Required work
Would you output the whole of the data exactly?

┌────────

//! Storage layer for boardci.
//!
//! Provides two [`JobStore`](boardci_core::store::JobStore) implementations: an
//! in-memory store for tests and local runs, and a PostgreSQL store.

pub mod error;
pub mod memory;
pub mod postgres;

pub use error::{DbError, DbResult};
pub use memory::MemoryStore;
pub use postgres::PgJobStore;

use sqlx::PgPool;
use sqlx::postgres::PgPoolOptions;

/// Create a new database connection pool.
pub async fn create_pool(database_url: &str) -> DbResult<PgPool> {
    let pool = PgPoolOptions::new()
        .max_connections(5)
        .connect(database_url)
        .await?;
    Ok(pool)
}

/// Run database migrations.
pub async fn run_migrations(pool: &PgPool) -> DbResult<()> {
    sqlx::migrate!("./migrations").run(pool).await?;
    Ok(())
}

└────────

Exercise answer
//! Storage layer for boardci.
//!
//! Provides two [`JobStore`](boardci_core::store::JobStore) implementations: an
//! in-memory store for tests and local runs, and a PostgreSQL store.

pub mod error;
pub mod memory;
pub mod postgres;

pub use error::{DbError, DbResult};
pub use memory::MemoryStore;
pub use postgres::PgJobStore;

use sqlx::PgPool;
use sqlx::postgres::PgPoolOptions;

/// Create a new database connection pool.
pub async fn create_pool(database_url: &str) -> DbResult<PgPool> {
    let pool = PgPoolOptions::new()
        .max_connections(5)
        .connect(database_url)
        .await?;
    Ok(pool)
}

/// Run database migrations.
pub async fn run_migrations(pool: &PgPool) -> DbResult<()> {
    sqlx::migrate!("./migrations").run(pool).await?;
    Ok(())
}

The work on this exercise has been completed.